Surgery Triggers Outgrowth of Latent Distant Disease in Breast Cancer: An Inconvenient Truth?

We review our work over the past 14 years that began when we were first confronted with bimodal relapse patterns in two breast cancer databases from different countries. These data were unexplainable with the accepted continuous tumor growth paradigm. To explain these data, we proposed that metastatic breast cancer growth commonly includes periods of temporary dormancy at both the single cell phase and the avascular micrometastasis phase. We also suggested that surgery to remove the primary tumor often terminates dormancy resulting in accelerated relapses. These iatrogenic events are apparently very common in that over half of all metastatic relapses progress in that manner. Assuming this is true, there should be ample and clear evidence in clinical data. We review here the breast cancer paradigm from a variety of historical, clinical, and scientific perspectives and consider how dormancy and surgery-driven escape from dormancy would be observed and what this would mean. Dormancy can be identified in these diverse data but most conspicuous is the sudden synchronized escape from dormancy following primary surgery. On the basis of our findings, we suggest a new paradigm for early stage breast cancer. We also suggest a new treatment that is meant to stabilize and preserve dormancy rather than attempt to kill all cancer cells as is the present strategy.

Reduction of breast cancer relapses with perioperative non-steroidal anti-inflammatory drugs: new findings and a review

To explain a bimodal pattern of hazard of relapse among early stage breast cancer patients identified in multiple databases, we proposed that late relapses result from steady stochastic progressions from single dormant malignant cells to avascular micrometastases and then on to growing deposits. However in order to explain early relapses, we had to postulate that something happens at about the time of surgery to provoke sudden exits from dormant phases to active growth and then to detection. Most relapses in breast cancer are in the early category.
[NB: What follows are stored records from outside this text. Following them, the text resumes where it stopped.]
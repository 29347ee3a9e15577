//! Storage-fleet nodes as reported by the coordinator.

use crate::models::{LodeError, Result};
use serde::{Deserialize, Serialize};
use std::fmt;
use std::str::FromStr;

/// Liveness of a storage node.
#[derive(Debug, Clone, Copy, PartialEq, Eq, Hash, Serialize, Deserialize)]
pub enum StoreState {
    Up,
    Disconnected,
    Tombstone,
    Offline,
}

impl StoreState {
    /// Parse the coordinator's `state_name`. Unknown names are treated as
    /// disconnected so they are skipped by default.
    pub fn from_state_name(name: &str) -> Self {
        match name {
            "Up" => Self::Up,
            "Tombstone" => Self::Tombstone,
            "Offline" => Self::Offline,
            _ => Self::Disconnected,
        }
    }
}

impl fmt::Display for StoreState {
    fn fmt(&self, f: &mut fmt::Formatter<'_>) -> fmt::Result {
        match self {
            Self::Up => write!(f, "Up"),
            Self::Disconnected => write!(f, "Disconnected"),
            Self::Tombstone => write!(f, "Tombstone"),
            Self::Offline => write!(f, "Offline"),
        }
    }
}

/// One storage node.
#[derive(Debug, Clone, PartialEq, Eq, Serialize, Deserialize)]
pub struct Store {
    pub id: u64,
    /// host:port of the node's administrative endpoint
    pub address: String,
    pub state: StoreState,
    #[serde(default)]
    pub version: String,
}

/// Write-path tuning of a storage node.
#[derive(Debug, Clone, Copy, PartialEq, Eq, Serialize, Deserialize)]
#[serde(rename_all = "lowercase")]
pub enum SwitchMode {
    /// Relaxed compaction and flush behaviour for bulk ingestion
    Import,
    /// Steady-state behaviour
    Normal,
}

impl FromStr for SwitchMode {
    type Err = LodeError;

    fn from_str(s: &str) -> Result<Self> {
        match s {
            "import" => Ok(Self::Import),
            "normal" => Ok(Self::Normal),
            other => Err(LodeError::InvalidArgument(format!(
                "invalid mode {other}, must use import or normal"
            ))),
        }
    }
}

impl fmt::Display for SwitchMode {
    fn fmt(&self, f: &mut fmt::Formatter<'_>) -> fmt::Result {
        match self {
            Self::Import => write!(f, "import"),
            Self::Normal => write!(f, "normal"),
        }
    }
}

/// Compaction level meaning "all levels".
pub const FULL_LEVEL_COMPACT: i32 = -1;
Recent data from Forget et al. suggest an unexpected mechanism. They retrospectively studied results from 327 consecutive breast cancer patients comparing various perioperative analgesics and anesthetics in one Belgian hospital and one surgeon. Patients were treated with mastectomy and conventional adjuvant therapy. Relapse hazard updated Sept 2011 are presented. A common Non-Steroidal Anti-Inflammatory Drug (NSAID) analgesic used in surgery produced far superior disease-free survival in the first 5 years after surgery. The expected prominent early relapse events in months 9-18 are reduced 5-fold. If this observation holds up to further scrutiny, it could mean that the simple use of this safe, inexpensive and effective anti-inflammatory agent at surgery might eliminate early relapses. Transient systemic inflammation accompanying surgery could facilitate angiogenesis of dormant micrometastases, proliferation of dormant single cells, and seeding of circulating cancer stem cells (perhaps in part released from bone marrow) resulting in early relapse and could have been effectively blocked by the perioperative anti-inflammatory agent.